* TASK REQUIREMENTS *
Every entry needs to be given again exactly as it reads.

* INFORMATION *
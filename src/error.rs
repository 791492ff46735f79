//! Error types for the Fyers API client.
//!
//! Every failure a call can produce is represented here. An empty
//! historical result is deliberately NOT an error; see
//! [`HistoryResult::NoData`](crate::models::HistoryResult::NoData).

use serde_json::Value;
use thiserror::Error;

/// A specialized `Result` type for Fyers operations.
pub type Result<T> = std::result::Result<T, Error>;

/// The main error type for all Fyers API operations.
///
/// Failures are classified so the interactive layer can tell a transport
/// problem from a broker rejection from a locally-caught mistake. No
/// variant is fatal: every error is scoped to the single call that raised
/// it and leaves an authenticated session usable.
#[derive(Error, Debug)]
pub enum Error {
    /// The HTTP call itself could not complete (DNS, connection refused,
    /// timeout).
    #[error("HTTP error: {0}")]
    Http(#[from] reqwest::Error),

    /// JSON serialization/deserialization failed
    #[error("JSON error: {0}")]
    Json(#[from] serde_json::Error),

    /// A required field was missing or blank before any request was made
    #[error("Validation error: {0}")]
    Validation(String),

    /// A session-client call was attempted without an access token
    #[error("Not authenticated; complete the authorization flow first")]
    NotAuthenticated,

    /// The token endpoint responded but rejected the exchange
    #[error("Authentication failed: status={status}, body={body}")]
    Authentication {
        /// HTTP status code of the rejection
        status: u16,
        /// Raw response body for display
        body: Value,
    },

    /// A data endpoint responded with a non-success status
    #[error("API error on {endpoint}: status={status}, body={body}")]
    Api {
        /// Endpoint name for diagnostics
        endpoint: String,
        /// HTTP status code
        status: u16,
        /// Raw response body for display
        body: Value,
    },

    /// URL parsing error
    #[error("URL parse error: {0}")]
    UrlParse(#[from] url::ParseError),
}

impl Error {
    /// Returns `true` if the HTTP call never completed.
    pub fn is_transport_error(&self) -> bool {
        matches!(self, Error::Http(_))
    }

    /// Returns `true` if this is an authentication-related error.
    pub fn is_auth_error(&self) -> bool {
        matches!(
            self,
            Error::Authentication { .. } | Error::NotAuthenticated
        )
    }

    /// Returns `true` if the failure was caught locally, before any
    /// request was issued.
    pub fn is_validation_error(&self) -> bool {
        matches!(self, Error::Validation(_) | Error::NotAuthenticated)
    }

    /// The raw broker payload carried by this error, if any.
    pub fn broker_body(&self) -> Option<&Value> {
        match self {
            Error::Authentication { body, .. } | Error::Api { body, .. } => Some(body),
            _ => None,
        }
    }
}

#[cfg(test)]
mod tests {
    use super::*;
    use serde_json::json;

    #[test]
    fn test_error_classification() {
        assert!(Error::NotAuthenticated.is_auth_error());
        assert!(Error::Authentication {
            status: 401,
            body: json!({"error": "bad code"}),
        }
        .is_auth_error());
        assert!(Error::Validation("blank secret".into()).is_validation_error());
        assert!(!Error::Validation("blank secret".into()).is_auth_error());
    }

    #[test]
    fn test_broker_body_preserved() {
        let err = Error::Api {
            endpoint: "quotes".into(),
            status: 400,
            body: json!({"s": "error", "message": "invalid symbol"}),
        };
        assert_eq!(
            err.broker_body().and_then(|b| b.get("message")),
            Some(&json!("invalid symbol"))
        );
        assert!(Error::NotAuthenticated.broker_body().is_none());
    }

    #[test]
    fn test_display_includes_status() {
        let err = Error::Authentication {
            status: 403,
            body: json!({"error": "expired code"}),
        };
        let text = err.to_string();
        assert!(text.contains("403"));
        assert!(text.contains("expired code"));
    }
}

* ANSWER BELOW *
filename src/error.rs
repository 791492ff46735f79
//! Error types for the Fyers API client.
//!
//! Every failure a call can produce is represented here. An empty
//! historical result is deliberately NOT an error; see
//! [`HistoryResult::NoData`](crate::models::HistoryResult::NoData).

use serde_json::Value;
use thiserror::Error;

/// A specialized `Result` type for Fyers operations.
pub type Result<T> = std::result::Result<T, Error>;

/// The main error type for all Fyers API operations.
///
/// Failures are classified so the interactive layer can tell a transport
/// problem from a broker rejection from a locally-caught mistake. No
/// variant is fatal: every error is scoped to the single call that raised
/// it and leaves an authenticated session usable.
#[derive(Error, Debug)]
pub enum Error {
    /// The HTTP call itself could not complete (DNS, connection refused,
    /// timeout).
    #[error("HTTP error: {0}")]
    Http(#[from] reqwest::Error),

    /// JSON serialization/deserialization failed
    #[error("JSON error: {0}")]
    Json(#[from] serde_json::Error),

    /// A required field was missing or blank before any request was made
    #[error("Validation error: {0}")]
    Validation(String),

    /// A session-client call was attempted without an access token
    #[error("Not authenticated; complete the authorization flow first")]
    NotAuthenticated,

    /// The token endpoint responded but rejected the exchange
    #[error("Authentication failed: status={status}, body={body}")]
    Authentication {
        /// HTTP status code of the rejection
        status: u16,
        /// Raw response body for display
        body: Value,
    },

    /// A data endpoint responded with a non-success status
    #[error("API error on {endpoint}: status={status}, body={body}")]
    Api {
        /// Endpoint name for diagnostics
        endpoint: String,
        /// HTTP status code
        status: u16,
        /// Raw response body for display
        body: Value,
    },

    /// URL parsing error
    #[error("URL parse error: {0}")]
    UrlParse(#[from] url::ParseError),
}

impl Error {
    /// Returns `true` if the HTTP call never completed.
    pub fn is_transport_error(&self) -> bool {
        matches!(self, Error::Http(_))
    }

    /// Returns `true` if this is an authentication-related error.
    pub fn is_auth_error(&self) -> bool {
        matches!(
            self,
            Error::Authentication { .. } | Error::NotAuthenticated
        )
    }

    /// Returns `true` if the failure was caught locally, before any
    /// request was issued.
    pub fn is_validation_error(&self) -> bool {
        matches!(self, Error::Validation(_) | Error::NotAuthenticated)
    }

    /// The raw broker payload carried by this error, if any.
    pub fn broker_body(&self) -> Option<&Value> {
        match self {
            Error::Authentication { body, .. } | Error::Api { body, .. } => Some(body),
            _ => None,
        }
    }
}

#[cfg(test)]
mod tests {
    use super::*;
    use serde_json::json;

    #[test]
    fn test_error_classification() {
        assert!(Error::NotAuthenticated.is_auth_error());
        assert!(Error::Authentication {
            status: 401,
            body: json!({"error": "bad code"}),
        }
        .is_auth_error());
        assert!(Error::Validation("blank secret".into()).is_validation_error());
        assert!(!Error::Validation("blank secret".into()).is_auth_error());
    }

    #[test]
    fn test_broker_body_preserved() {
        let err = Error::Api {
            endpoint: "quotes".into(),
            status: 400,
            body: json!({"s": "error", "message": "invalid symbol"}),
        };
        assert_eq!(
            err.broker_body().and_then(|b| b.get("message")),
            Some(&json!("invalid symbol"))
        );
        assert!(Error::NotAuthenticated.broker_body().is_none());
    }

    #[test]
    fn test_display_includes_status() {
        let err = Error::Authentication {
            status: 403,
            body: json!({"error": "expired code"}),
        };
        let text = err.to_string();
        assert!(text.contains("403"));
        assert!(text.contains("expired code"));
    }
}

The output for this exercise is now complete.